I told myself I needed space. Told myself it wasn't safe. That I didn't trust him. That I wasn't ready to forgive.

But grief has this funny way of peeling everything down to the bone.

All the clever deflections, all the petty pride, all the rationalizations you wrap yourself in so you don't have to feel too much—they all fall apart the moment you're staring at a headstone you didn't want to exist.

And standing there at my grandmother's grave, wearing shoes that pinched and sunglasses that didn't hide anything—because really, who was I hiding from?—I realized something that felt embarrassingly simple.

It wasn't just that I had no one left. It was that I missed him.

I missed him in the kind of way that made me physically ache. The kind that crept in when I was brushing my teeth, or microwaving leftovers, or hearing some idiotic thing on the news that I knew he would've made a sarcastic monologue about. The kind of missing that didn't need a name—just an absence.

And I didn't miss him because I was lonely. I missed him because he saw me. Fully. For the first time.

And not despite the mess. Because of it.

I've always been sarcastic. Weaponized irony. Trademark defense mechanism. It's what I use when I'm scared, when I'm embarrassed, when I'm drowning. When I care too much. People don't get that. Most of the time they tell me to "chill," or that I'm "too much," or—my favorite—that I "shouldn't give things that much weight."
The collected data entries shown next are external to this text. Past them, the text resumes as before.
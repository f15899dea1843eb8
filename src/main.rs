use std::path::PathBuf;

use anyhow::Context;
use chip8::Chip8;
use clap::Parser;
use log::info;

/// Run a ROM without a window and print the machine state afterwards
#[derive(Parser, Debug)]
#[command(version, about, long_about = None)]
struct Args {
    #[arg(value_name = "PATH", help = "ROM to load", value_hint = clap::ValueHint::FilePath)]
    rom: PathBuf,
    #[arg(short, long, default_value_t = 60, help = "Number of 60 Hz ticks to run")]
    ticks: usize,
    #[arg(long, default_value_t = chip8::DEFAULT_OPS_PER_CYCLE, help = "Instructions per tick")]
    ops_per_cycle: usize,
    #[arg(long, help = "Shift V[y] instead of V[x] (COSMAC VIP behaviour)")]
    legacy_shift: bool,
    #[arg(long, help = "Seed for the random number instruction")]
    seed: Option<u64>,
    #[arg(long, help = "Hold these keypad keys (0-F) for the whole run", value_parser = parse_key)]
    hold: Vec<i32>,
    #[arg(long, help = "Print the screen after the run")]
    screen: bool,
    #[arg(long, help = "Dump registers and memory after the run")]
    dump: bool,
}

fn parse_key(value: &str) -> Result<i32, String> {
    i32::from_str_radix(value, 16)
        .ok()
        .filter(|key| (0..=0xF).contains(key))
        .ok_or_else(|| format!("'{}' is not a keypad key", value))
}

fn main() -> anyhow::Result<()> {
    env_logger::init();

    let args = Args::parse();

    let mut chip8 = Chip8::new()
        .ops_per_cycle(args.ops_per_cycle)
        .legacy_shift(args.legacy_shift);
    if let Some(seed) = args.seed {
        chip8 = chip8.rng_seed(seed);
    }

    chip8.load_rom_from_file(&args.rom)?;

    for key in &args.hold {
        chip8.set_key_down(*key);
    }

    let mut beeping_ticks = 0;
    for tick in 0..args.ticks {
        chip8
            .tick()
            .with_context(|| format!("machine halted on tick {}", tick))?;
        if chip8.is_sound_playing() {
            beeping_ticks += 1;
        }
    }
    info!(
        "ran {} ticks, tone active for {} of them",
        args.ticks, beeping_ticks
    );

    if args.screen {
        print!("{}", chip8.screen());
    }
    if args.dump {
        println!("{}", chip8);
    }

    Ok(())
}
use std::{path::PathBuf, sync::Arc, time};

use anyhow::Context;
use chip8::{Chip8, Key};
use clap::{command, Parser};
use log::{debug, error, info};
use pixels::{Pixels, SurfaceTexture};
use winit::{
    application::ApplicationHandler,
    dpi::LogicalSize,
    event::WindowEvent,
    event_loop::{self, EventLoop},
    platform::{
        pump_events::{EventLoopExtPumpEvents, PumpStatus},
        scancode::PhysicalKeyExtScancode,
    },
    window::Window,
};

const SCALE_FACTOR: u32 = 10;
const FRAME_INTERVAL: time::Duration = time::Duration::new(0, 1_000_000_000u32 / 60);

struct AppConfig {
    pub window: winit::window::WindowAttributes,
    pub args: Args,
}

impl AppConfig {
    pub fn new(args: Args) -> Self {
        Self {
            window: Window::default_attributes()
                .with_title("CHIP-8")
                .with_inner_size(LogicalSize::new(
                    (chip8::SCREEN_WIDTH as u32) * SCALE_FACTOR,
                    (chip8::SCREEN_HEIGHT as u32) * SCALE_FACTOR,
                ))
                .with_resizable(false),
            args,
        }
    }
}

struct State {
    pub(crate) chip8: Chip8,
    pub(crate) window: Arc<Window>,
    pub(crate) pixels: Pixels<'static>,
    pub(crate) tone: bool,
}

struct App {
    config: AppConfig,
    state: Option<State>,
}

impl App {
    pub fn new(config: AppConfig) -> Self {
        Self {
            config,
            state: None,
        }
    }

    pub fn init(&mut self, event_loop: &event_loop::ActiveEventLoop) -> anyhow::Result<()> {
        let mut chip8 = Chip8::new()
            .legacy_shift(self.config.args.legacy_shift)
            .ops_per_cycle(self.config.args.ops_per_cycle);

        if let Some(path) = self.config.args.load.to_owned() {
            chip8.load_rom_from_file(path)?;
        }

        debug!("{}", chip8);

        let window = event_loop
            .create_window(self.config.window.to_owned())
            .context("create window")?;
        let window = Arc::new(window);

        let window_size = window.inner_size();
        let surface_texture =
            SurfaceTexture::new(window_size.width, window_size.height, window.clone());

        let pixels = Pixels::new(
            chip8::SCREEN_WIDTH as u32,
            chip8::SCREEN_HEIGHT as u32,
            surface_texture,
        )
        .context("create pixels instance")?;

        let state = self.state.insert(State {
            chip8,
            window,
            pixels,
            tone: false,
        });

        App::render(state)?;
        state.window.request_redraw();

        Ok(())
    }
}

impl ApplicationHandler for App {
    fn resumed(&mut self, event_loop: &event_loop::ActiveEventLoop) {
        if let Err(e) = self.init(event_loop) {
            error!("init failed: {:?}", e);
            event_loop.exit();
        }
    }

    fn window_event(
        &mut self,
        event_loop: &event_loop::ActiveEventLoop,
        _window_id: winit::window::WindowId,
        event: winit::event::WindowEvent,
    ) {
        match event {
            WindowEvent::CloseRequested => {
                info!("Exiting...");
                event_loop.exit();
            }
            WindowEvent::RedrawRequested => {
                let Some(state) = self.state.as_mut() else {
                    return;
                };

                state.window.pre_present_notify();
                if let Err(e) = App::render(state) {
                    error!("render failed: {:?}", e);
                    event_loop.exit();
                }
            }
            WindowEvent::KeyboardInput {
                device_id: _,
                event,
                is_synthetic: _,
            } => {
                if let Some(scancode) = event.physical_key.to_scancode() {
                    let Some(state) = self.state.as_mut() else {
                        return;
                    };

                    let key = Key::from_scancode(scancode);
                    if event.state.is_pressed() {
                        if event.repeat {
                            return;
                        }
                        state.chip8.keydown(key);
                    } else {
                        state.chip8.keyup(key);
                    }
                }
            }
            _ => (),
        }
    }
}

impl App {
    pub fn render(state: &mut State) -> anyhow::Result<()> {
        let fb = state.chip8.fb();
        for (i, pixel) in state.pixels.frame_mut().chunks_exact_mut(4).enumerate() {
            let x = i % chip8::SCREEN_WIDTH;
            let y = i / chip8::SCREEN_WIDTH;

            let rgba = if fb[y][x] {
                [255, 255, 255, 255]
            } else {
                [0, 0, 0, 255]
            };

            pixel.copy_from_slice(&rgba);
        }

        state.pixels.render().context("render frame")?;
        Ok(())
    }

    /// Advance the machine by one tick. Returns false once the machine hit a fatal error.
    pub fn tick(state: &mut State) -> bool {
        if let Err(e) = state.chip8.tick() {
            error!("machine halted: {}", e);
            debug!("{}", state.chip8);
            return false;
        }

        let tone = state.chip8.is_sound_playing();
        if tone != state.tone {
            debug!("tone {}", if tone { "on" } else { "off" });
            state.tone = tone;
        }

        if state.chip8.is_fb_dirty() {
            state.window.request_redraw();
        }
        true
    }
}

#[derive(Parser, Debug)]
#[command(version, about, long_about = None)]
struct Args {
    #[arg(short, long, value_name = "PATH", help = "Load ROM into memory", value_hint = clap::ValueHint::FilePath)]
    load: Option<PathBuf>,
    #[arg(long, help = "Shift V[y] instead of V[x] (COSMAC VIP behaviour)")]
    legacy_shift: bool,
    #[arg(long, default_value_t = chip8::DEFAULT_OPS_PER_CYCLE, help = "Instructions per 60 Hz tick")]
    ops_per_cycle: usize,
}

fn main() -> std::process::ExitCode {
    env_logger::init();

    let args = Args::parse();

    let mut event_loop = match EventLoop::new() {
        Ok(event_loop) => event_loop,
        Err(e) => {
            error!("create event loop: {}", e);
            return std::process::ExitCode::FAILURE;
        }
    };
    let config = AppConfig::new(args);

    let mut app = App::new(config);

    loop {
        let timeout = Some(time::Duration::ZERO);
        let status = event_loop.pump_app_events(timeout, &mut app);

        if let PumpStatus::Exit(exit_code) = status {
            break std::process::ExitCode::from(exit_code as u8);
        }

        if let Some(state) = app.state.as_mut() {
            if !App::tick(state) {
                break std::process::ExitCode::FAILURE;
            }
        }

        std::thread::sleep(FRAME_INTERVAL);
    }
}
use crate::dispatch::{DispatchError, Dispatcher, Mode};
use crate::error::AppError;
use crate::gateway::types::{
    ASK_SUCCESS_MESSAGE, AskRequest, AskResponse, HealthResponse, QuotaResponse, round_latency,
};
use crate::logging::{self, LogLevel};
use crate::util::{id, time};
use axum::Json;
use axum::body::Bytes;
use axum::extract::{OriginalUri, State};
use axum::http::StatusCode;
use axum::http::header::CONTENT_TYPE;
use axum::response::{Html, IntoResponse, Response};
use serde::Serialize;
use std::path::PathBuf;
use std::sync::Arc;
use std::time::Instant;
use tracing::Instrument;

pub const THINKING_UNAVAILABLE_MESSAGE: &str = "Thinking mode is temporarily unavailable due to quota limits. \
Please try again later, or disable 'thinking' mode if enabled.";
pub const PRIMARY_UNAVAILABLE_MESSAGE: &str =
    "Primary LLM is temporarily unavailable due to quota limits. Please try again later.";

pub struct AppState {
    pub dispatcher: Arc<Dispatcher>,
    pub log_level: LogLevel,
    pub static_dir: PathBuf,
}

pub async fn handle_ask(
    State(state): State<Arc<AppState>>,
    uri: OriginalUri,
    body: Bytes,
) -> Response {
    let start = Instant::now();
    logging::client_request(state.log_level, "POST", uri.0.path(), body.as_ref());

    let span = tracing::info_span!("ask", id = %id::request_id());
    let result = ask(&state, body.as_ref()).instrument(span).await;
    finish(state.log_level, start, result)
}

async fn ask(state: &AppState, body: &[u8]) -> Result<AskResponse, AppError> {
    let timestamp = time::now_rfc3339();
    let req: AskRequest = sonic_rs::from_slice(body).map_err(|e| {
        tracing::debug!("请求体解析失败: {e}");
        AppError::bad_request("Invalid request body.")
    })?;
    if req.query.trim().is_empty() {
        return Err(AppError::bad_request("Query must not be empty."));
    }

    let requested = Mode::from_thinking(req.thinking);
    tracing::debug!(
        mode = %requested,
        history = req.history.len(),
        "收到提问: {}",
        req.query
    );

    let start = Instant::now();
    match state
        .dispatcher
        .serve(&req.query, requested, &req.history)
        .await
    {
        Ok(answer) => {
            let latency = round_latency(start.elapsed().as_secs_f64());
            let served = state.dispatcher.resolve(requested);
            tracing::info!(mode = %served, latency, "回答生成完成");
            Ok(AskResponse {
                status: true,
                message: ASK_SUCCESS_MESSAGE.to_string(),
                answer,
                timestamp,
                latency,
            })
        }
        Err(DispatchError::QuotaExceeded { mode, message, .. }) => {
            tracing::debug!("配额错误详情: {message}");
            Err(AppError::QuotaExceeded {
                message: quota_message(mode).to_string(),
                quota: state.dispatcher.board().snapshot().await,
                timestamp: time::now_rfc3339(),
            })
        }
        Err(DispatchError::Pipeline(e)) => Err(e.into()),
    }
}

fn quota_message(mode: Mode) -> &'static str {
    match mode {
        Mode::Thinking => THINKING_UNAVAILABLE_MESSAGE,
        Mode::Primary => PRIMARY_UNAVAILABLE_MESSAGE,
    }
}

fn finish<T: Serialize>(level: LogLevel, start: Instant, result: Result<T, AppError>) -> Response {
    match result {
        Ok(body) => match sonic_rs::to_vec(&body) {
            Ok(bytes) => {
                logging::client_response(level, StatusCode::OK.as_u16(), start.elapsed(), &bytes);
                ([(CONTENT_TYPE, "application/json")], bytes).into_response()
            }
            Err(e) => AppError::Anyhow(e.into()).into_response(),
        },
        Err(err) => {
            let resp = err.into_response();
            logging::client_response(level, resp.status().as_u16(), start.elapsed(), &[]);
            resp
        }
    }
}

pub async fn handle_quota(State(state): State<Arc<AppState>>) -> Json<QuotaResponse> {
    tracing::debug!("查询配额状态");
    Json(QuotaResponse {
        status: true,
        quota: state.dispatcher.board().snapshot().await,
        timestamp: time::now_rfc3339(),
    })
}

pub async fn handle_health() -> Json<HealthResponse> {
    Json(HealthResponse {
        status: true,
        message: "ok".to_string(),
        timestamp: time::now_rfc3339(),
    })
}

/// 前端构建产物的入口页。
pub async fn handle_index(State(state): State<Arc<AppState>>) -> Result<Html<Vec<u8>>, AppError> {
    let path = state.static_dir.join("index.html");
    match tokio::fs::read(&path).await {
        Ok(bytes) => Ok(Html(bytes)),
        Err(e) if e.kind() == std::io::ErrorKind::NotFound => {
            tracing::warn!("找不到前端入口文件: {}", path.display());
            Err(AppError::not_found("index.html not found."))
        }
        Err(e) => Err(e.into()),
    }
}
use crate::error::RagError;
use async_trait::async_trait;

/// 一次单轮补全：可选系统指令 + 用户输入。
#[derive(Debug, Clone, PartialEq, Eq)]
pub struct CompletionRequest {
    pub system: Option<String>,
    pub prompt: String,
}

impl CompletionRequest {
    pub fn new(prompt: impl Into<String>) -> Self {
        Self {
            system: None,
            prompt: prompt.into(),
        }
    }

    pub fn with_system(system: impl Into<String>, prompt: impl Into<String>) -> Self {
        Self {
            system: Some(system.into()),
            prompt: prompt.into(),
        }
    }
}

/// 文本补全模型。配额耗尽必须返回 `RagError::QuotaExceeded`。
#[async_trait]
pub trait ChatModel: Send + Sync {
    fn name(&self) -> &str;

    async fn complete(&self, req: &CompletionRequest) -> Result<String, RagError>;
}
use crate::quota::QuotaSnapshot;
use crate::rag::HistoryItem;
use serde::{Deserialize, Serialize};

pub const ASK_SUCCESS_MESSAGE: &str = "Answer generated successfully.";

#[derive(Debug, Clone, Deserialize)]
pub struct AskRequest {
    pub query: String,
    #[serde(default)]
    pub thinking: bool,
    #[serde(default)]
    pub history: Vec<HistoryItem>,
}

#[derive(Debug, Clone, Serialize)]
pub struct AskResponse {
    pub status: bool,
    pub message: String,
    pub answer: String,
    pub timestamp: String,
    /// 生成耗时（秒，保留三位小数）。
    pub latency: f64,
}

#[derive(Debug, Clone, Serialize)]
pub struct QuotaResponse {
    pub status: bool,
    pub quota: QuotaSnapshot,
    pub timestamp: String,
}

#[derive(Debug, Clone, Serialize)]
pub struct HealthResponse {
    pub status: bool,
    pub message: String,
    pub timestamp: String,
}

pub fn round_latency(secs: f64) -> f64 {
    (secs * 1000.0).round() / 1000.0
}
But some things deserve weight. Some things are heavy because they matter.

I learned to dull myself down into a joke, because at least jokes don't disappoint anyone. If you make people laugh first, they forget to expect anything of you. If you sound unserious, you can dodge the shame of never being taken seriously.

And then there was him.

Rowan.

Whatever name he decided on, whatever tailored persona he chose that day—he got it. He never told me I was too much. Never asked me to tone it down. He didn't flinch when I was being a sarcastic little shit, even when I was panicking inside. He bit back. He played along. Or he'd just look at me with that impossible face—amused, like he was watching a show he actually liked.

He matched me.

Like we were both actors in the same stupid play that no one else understood.

He didn't flinch when I turned everything into a punchline. He didn't try to correct it, fix it, or silence it. He bit back. He rolled his eyes. He smirked like he'd been waiting for someone to say something clever all day. Like I was refreshing to him.

He matched me.

And more importantly—he never made me feel small for the way I expressed my feelings. Whether it was sarcasm, bitterness, panic, or awe—he met me at eye level. He never dismissed me. He let me talk like that was enough.

And maybe that's when it started. But that's not where it ended.

Because Rowan wasn't just the man who understood me—he was the man who showed up.

Even when he was the one who put me in those impossible situations. Even when I told him to stay away. Even when it didn't make sense for him to care.

He showed up.

When I blacked out in that awful bar and some bartender texted him as a joke—he still came. When I spiraled. When I lashed out. When I said things I didn't mean. He still came.

He never said the words outright… not then. But he treated me with fondness. The kind that wasn't loud or romantic or choreographed. It was quiet. Subtle. Heavy.

Like warming up food I said I didn't want but still ate. Like holding me while pretending not to. Like calling it "safety protocol" when he waited outside my apartment for hours. Like catching my hand under the table and pretending it never happened.

And all of that—that care—it undid me.

Because I didn't need a man to rescue me. I just wanted one who didn't walk away.

So maybe I did have a choice. And I chose him.

Because even with all his secrets, he looked at me with something that felt a lot like home.

Because when I broke down, when I bled metaphor instead of logic—he listened.

And when I came undone in silence—he stayed. And Marlene —my grandmother— would've told me to go, because she believed in impossible love stories from watching all those damn Turkish dramas.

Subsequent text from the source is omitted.